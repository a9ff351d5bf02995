//! In-memory repository implementations
//!
//! Used with `STORAGE=memory` and by the application tests. Same contract as
//! the Postgres adapters, including the version check on update.

use std::collections::HashMap;
use std::sync::Arc;

use async_trait::async_trait;
use tokio::sync::RwLock;
use uuid::Uuid;

use ringline::{Account, AccountRepository, Call, CallEvent, CallRepository, DomainError};

pub struct InMemoryCallRepository {
    calls: RwLock<HashMap<Uuid, Call>>,
    /// Insertion order is the event order
    events: RwLock<Vec<CallEvent>>,
    /// Debited by `charge` while the calls lock is held
    accounts: Arc<InMemoryAccountRepository>,
}

impl InMemoryCallRepository {
    pub fn new(accounts: Arc<InMemoryAccountRepository>) -> Self {
        Self {
            calls: RwLock::default(),
            events: RwLock::default(),
            accounts,
        }
    }
}

fn check_version(stored: &Call, call: &Call) -> Result<(), DomainError> {
    if stored.version != call.version {
        return Err(DomainError::Conflict(format!(
            "call {} was modified concurrently (expected version {}, found {})",
            call.id, call.version, stored.version
        )));
    }
    Ok(())
}

fn newest_first(mut calls: Vec<Call>) -> Vec<Call> {
    calls.sort_by(|a, b| b.started_at.cmp(&a.started_at));
    calls
}

#[async_trait]
impl CallRepository for InMemoryCallRepository {
    async fn insert(&self, call: &Call) -> Result<Call, DomainError> {
        let mut calls = self.calls.write().await;
        if calls.contains_key(&call.id) {
            return Err(DomainError::Conflict(format!("call {} already exists", call.id)));
        }
        calls.insert(call.id, call.clone());
        Ok(call.clone())
    }

    async fn find_by_id(&self, id: Uuid) -> Result<Option<Call>, DomainError> {
        Ok(self.calls.read().await.get(&id).cloned())
    }

    async fn update(&self, call: &Call) -> Result<Call, DomainError> {
        let mut calls = self.calls.write().await;
        let stored = calls
            .get_mut(&call.id)
            .ok_or_else(|| DomainError::not_found("Call", call.id))?;
        check_version(stored, call)?;

        let mut updated = call.clone();
        updated.version += 1;
        *stored = updated.clone();
        Ok(updated)
    }

    async fn charge(&self, call: &Call, credits: i32) -> Result<(Call, Account), DomainError> {
        // Lock order: calls, then accounts. Both checks pass before anything is written.
        let mut calls = self.calls.write().await;
        let mut accounts = self.accounts.accounts.write().await;

        let stored = calls
            .get_mut(&call.id)
            .ok_or_else(|| DomainError::not_found("Call", call.id))?;
        check_version(stored, call)?;
        let account = accounts
            .get_mut(&call.owner_id)
            .ok_or_else(|| DomainError::not_found("Account", call.owner_id))?;

        account.credits = account.balance_after(credits.max(0));
        let mut updated = call.clone();
        updated.version += 1;
        *stored = updated.clone();
        Ok((updated, account.clone()))
    }

    async fn find_by_owner(&self, owner_id: Uuid, limit: i64) -> Result<Vec<Call>, DomainError> {
        let calls = self.calls.read().await;
        let owned = calls
            .values()
            .filter(|c| c.owner_id == owner_id)
            .cloned()
            .collect();
        let limit = usize::try_from(limit.max(0)).unwrap_or(usize::MAX);
        Ok(newest_first(owned).into_iter().take(limit).collect())
    }

    async fn find_active(&self, owner_id: Uuid) -> Result<Vec<Call>, DomainError> {
        let calls = self.calls.read().await;
        let active = calls
            .values()
            .filter(|c| c.owner_id == owner_id && !c.is_terminal())
            .cloned()
            .collect();
        Ok(newest_first(active))
    }

    async fn append_event(&self, event: &CallEvent) -> Result<CallEvent, DomainError> {
        self.events.write().await.push(event.clone());
        Ok(event.clone())
    }

    async fn find_events(&self, call_id: Uuid) -> Result<Vec<CallEvent>, DomainError> {
        Ok(self
            .events
            .read()
            .await
            .iter()
            .filter(|e| e.call_id == call_id)
            .cloned()
            .collect())
    }
}

#[derive(Default)]
pub struct InMemoryAccountRepository {
    accounts: RwLock<HashMap<Uuid, Account>>,
}

impl InMemoryAccountRepository {
    pub fn new() -> Self {
        Self::default()
    }
}

#[async_trait]
impl AccountRepository for InMemoryAccountRepository {
    async fn find_by_id(&self, id: Uuid) -> Result<Option<Account>, DomainError> {
        Ok(self.accounts.read().await.get(&id).cloned())
    }

    async fn insert(&self, account: &Account) -> Result<Account, DomainError> {
        self.accounts
            .write()
            .await
            .insert(account.id, account.clone());
        Ok(account.clone())
    }
}

#[cfg(test)]
mod tests {
    use super::*;
    use ringline::PhoneNumber;

    fn call_for(owner: Uuid) -> Call {
        Call::new(
            owner,
            PhoneNumber::parse("+15551230000").unwrap(),
            None,
            None,
            None,
        )
    }

    fn repos() -> (InMemoryCallRepository, Arc<InMemoryAccountRepository>) {
        let accounts = Arc::new(InMemoryAccountRepository::new());
        (InMemoryCallRepository::new(accounts.clone()), accounts)
    }

    #[tokio::test]
    async fn test_update_rejects_stale_version() {
        let (repo, _) = repos();
        let call = repo.insert(&call_for(Uuid::new_v4())).await.unwrap();

        let saved = repo.update(&call).await.unwrap();
        assert_eq!(saved.version, 1);

        let err = repo.update(&call).await.unwrap_err();
        assert!(matches!(err, DomainError::Conflict(_)));
    }

    #[tokio::test]
    async fn test_charge_clamps_at_zero() {
        let (repo, accounts) = repos();
        let account = accounts
            .insert(&Account::new("Acme".to_string(), Some(3)))
            .await
            .unwrap();
        let call = repo.insert(&call_for(account.id)).await.unwrap();

        let (saved, after) = repo.charge(&call, 5).await.unwrap();
        assert_eq!(saved.version, 1);
        assert_eq!(after.credits, 0);
    }

    #[tokio::test]
    async fn test_charge_writes_nothing_on_stale_version() {
        let (repo, accounts) = repos();
        let account = accounts
            .insert(&Account::new("Acme".to_string(), Some(10)))
            .await
            .unwrap();
        let call = repo.insert(&call_for(account.id)).await.unwrap();
        repo.update(&call).await.unwrap();

        let mut billed = call.clone();
        billed.credits_charged = 4;
        let err = repo.charge(&billed, 4).await.unwrap_err();
        assert!(matches!(err, DomainError::Conflict(_)));

        let stored = repo.find_by_id(call.id).await.unwrap().unwrap();
        assert_eq!(stored.credits_charged, 0);
        let account = accounts.find_by_id(account.id).await.unwrap().unwrap();
        assert_eq!(account.credits, 10);
    }

    #[tokio::test]
    async fn test_charge_for_unknown_owner_keeps_call_unbilled() {
        let (repo, _) = repos();
        let call = repo.insert(&call_for(Uuid::new_v4())).await.unwrap();

        let err = repo.charge(&call, 1).await.unwrap_err();
        assert!(matches!(err, DomainError::NotFound { .. }));
        assert_eq!(repo.find_by_id(call.id).await.unwrap().unwrap().version, 0);
    }
}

----

__TASK__: All of the data above needs to be retyped exactly, with each line as it stands.

__RESPONSE__:
repository a9ff351d5bf02995
//! In-memory repository implementations
//!
//! Used with `STORAGE=memory` and by the application tests. Same contract as
//! the Postgres adapters, including the version check on update.

use std::collections::HashMap;
use std::sync::Arc;

use async_trait::async_trait;
use tokio::sync::RwLock;
use uuid::Uuid;

use ringline::{Account, AccountRepository, Call, CallEvent, CallRepository, DomainError};

pub struct InMemoryCallRepository {
    calls: RwLock<HashMap<Uuid, Call>>,
    /// Insertion order is the event order
    events: RwLock<Vec<CallEvent>>,
    /// Debited by `charge` while the calls lock is held
    accounts: Arc<InMemoryAccountRepository>,
}

impl InMemoryCallRepository {
    pub fn new(accounts: Arc<InMemoryAccountRepository>) -> Self {
        Self {
            calls: RwLock::default(),
            events: RwLock::default(),
            accounts,
        }
    }
}

fn check_version(stored: &Call, call: &Call) -> Result<(), DomainError> {
    if stored.version != call.version {
        return Err(DomainError::Conflict(format!(
            "call {} was modified concurrently (expected version {}, found {})",
            call.id, call.version, stored.version
        )));
    }
    Ok(())
}

fn newest_first(mut calls: Vec<Call>) -> Vec<Call> {
    calls.sort_by(|a, b| b.started_at.cmp(&a.started_at));
    calls
}

#[async_trait]
impl CallRepository for InMemoryCallRepository {
    async fn insert(&self, call: &Call) -> Result<Call, DomainError> {
        let mut calls = self.calls.write().await;
        if calls.contains_key(&call.id) {
            return Err(DomainError::Conflict(format!("call {} already exists", call.id)));
        }
        calls.insert(call.id, call.clone());
        Ok(call.clone())
    }

    async fn find_by_id(&self, id: Uuid) -> Result<Option<Call>, DomainError> {
        Ok(self.calls.read().await.get(&id).cloned())
    }

    async fn update(&self, call: &Call) -> Result<Call, DomainError> {
        let mut calls = self.calls.write().await;
        let stored = calls
            .get_mut(&call.id)
            .ok_or_else(|| DomainError::not_found("Call", call.id))?;
        check_version(stored, call)?;

        let mut updated = call.clone();
        updated.version += 1;
        *stored = updated.clone();
        Ok(updated)
    }

    async fn charge(&self, call: &Call, credits: i32) -> Result<(Call, Account), DomainError> {
        // Lock order: calls, then accounts. Both checks pass before anything is written.
        let mut calls = self.calls.write().await;
        let mut accounts = self.accounts.accounts.write().await;

        let stored = calls
            .get_mut(&call.id)
            .ok_or_else(|| DomainError::not_found("Call", call.id))?;
        check_version(stored, call)?;
        let account = accounts
            .get_mut(&call.owner_id)
            .ok_or_else(|| DomainError::not_found("Account", call.owner_id))?;

        account.credits = account.balance_after(credits.max(0));
        let mut updated = call.clone();
        updated.version += 1;
        *stored = updated.clone();
        Ok((updated, account.clone()))
    }

    async fn find_by_owner(&self, owner_id: Uuid, limit: i64) -> Result<Vec<Call>, DomainError> {
        let calls = self.calls.read().await;
        let owned = calls
            .values()
            .filter(|c| c.owner_id == owner_id)
            .cloned()
            .collect();
        let limit = usize::try_from(limit.max(0)).unwrap_or(usize::MAX);
        Ok(newest_first(owned).into_iter().take(limit).collect())
    }

    async fn find_active(&self, owner_id: Uuid) -> Result<Vec<Call>, DomainError> {
        let calls = self.calls.read().await;
        let active = calls
            .values()
            .filter(|c| c.owner_id == owner_id && !c.is_terminal())
            .cloned()
            .collect();
        Ok(newest_first(active))
    }

    async fn append_event(&self, event: &CallEvent) -> Result<CallEvent, DomainError> {
        self.events.write().await.push(event.clone());
        Ok(event.clone())
    }

    async fn find_events(&self, call_id: Uuid) -> Result<Vec<CallEvent>, DomainError> {
        Ok(self
            .events
            .read()
            .await
            .iter()
            .filter(|e| e.call_id == call_id)
            .cloned()
            .collect())
    }
}

#[derive(Default)]
pub struct InMemoryAccountRepository {
    accounts: RwLock<HashMap<Uuid, Account>>,
}

impl InMemoryAccountRepository {
    pub fn new() -> Self {
        Self::default()
    }
}

#[async_trait]
impl AccountRepository for InMemoryAccountRepository {
    async fn find_by_id(&self, id: Uuid) -> Result<Option<Account>, DomainError> {
        Ok(self.accounts.read().await.get(&id).cloned())
    }

    async fn insert(&self, account: &Account) -> Result<Account, DomainError> {
        self.accounts
            .write()
            .await
            .insert(account.id, account.clone());
        Ok(account.clone())
    }
}

#[cfg(test)]
mod tests {
    use super::*;
    use ringline::PhoneNumber;

    fn call_for(owner: Uuid) -> Call {
        Call::new(
            owner,
            PhoneNumber::parse("+15551230000").unwrap(),
            None,
            None,
            None,
        )
    }

    fn repos() -> (InMemoryCallRepository, Arc<InMemoryAccountRepository>) {
        let accounts = Arc::new(InMemoryAccountRepository::new());
        (InMemoryCallRepository::new(accounts.clone()), accounts)
    }

    #[tokio::test]
    async fn test_update_rejects_stale_version() {
        let (repo, _) = repos();
        let call = repo.insert(&call_for(Uuid::new_v4())).await.unwrap();

        let saved = repo.update(&call).await.unwrap();
        assert_eq!(saved.version, 1);

        let err = repo.update(&call).await.unwrap_err();
        assert!(matches!(err, DomainError::Conflict(_)));
    }

    #[tokio::test]
    async fn test_charge_clamps_at_zero() {
        let (repo, accounts) = repos();
        let account = accounts
            .insert(&Account::new("Acme".to_string(), Some(3)))
            .await
            .unwrap();
        let call = repo.insert(&call_for(account.id)).await.unwrap();

        let (saved, after) = repo.charge(&call, 5).await.unwrap();
        assert_eq!(saved.version, 1);
        assert_eq!(after.credits, 0);
    }

    #[tokio::test]
    async fn test_charge_writes_nothing_on_stale_version() {
        let (repo, accounts) = repos();
        let account = accounts
            .insert(&Account::new("Acme".to_string(), Some(10)))
            .await
            .unwrap();
        let call = repo.insert(&call_for(account.id)).await.unwrap();
        repo.update(&call).await.unwrap();

        let mut billed = call.clone();
        billed.credits_charged = 4;
        let err = repo.charge(&billed, 4).await.unwrap_err();
        assert!(matches!(err, DomainError::Conflict(_)));

        let stored = repo.find_by_id(call.id).await.unwrap().unwrap();
        assert_eq!(stored.credits_charged, 0);
        let account = accounts.find_by_id(account.id).await.unwrap().unwrap();
        assert_eq!(account.credits, 10);
    }

    #[tokio::test]
    async fn test_charge_for_unknown_owner_keeps_call_unbilled() {
        let (repo, _) = repos();
        let call = repo.insert(&call_for(Uuid::new_v4())).await.unwrap();

        let err = repo.charge(&call, 1).await.unwrap_err();
        assert!(matches!(err, DomainError::NotFound { .. }));
        assert_eq!(repo.find_by_id(call.id).await.unwrap().unwrap().version, 0);
    }
}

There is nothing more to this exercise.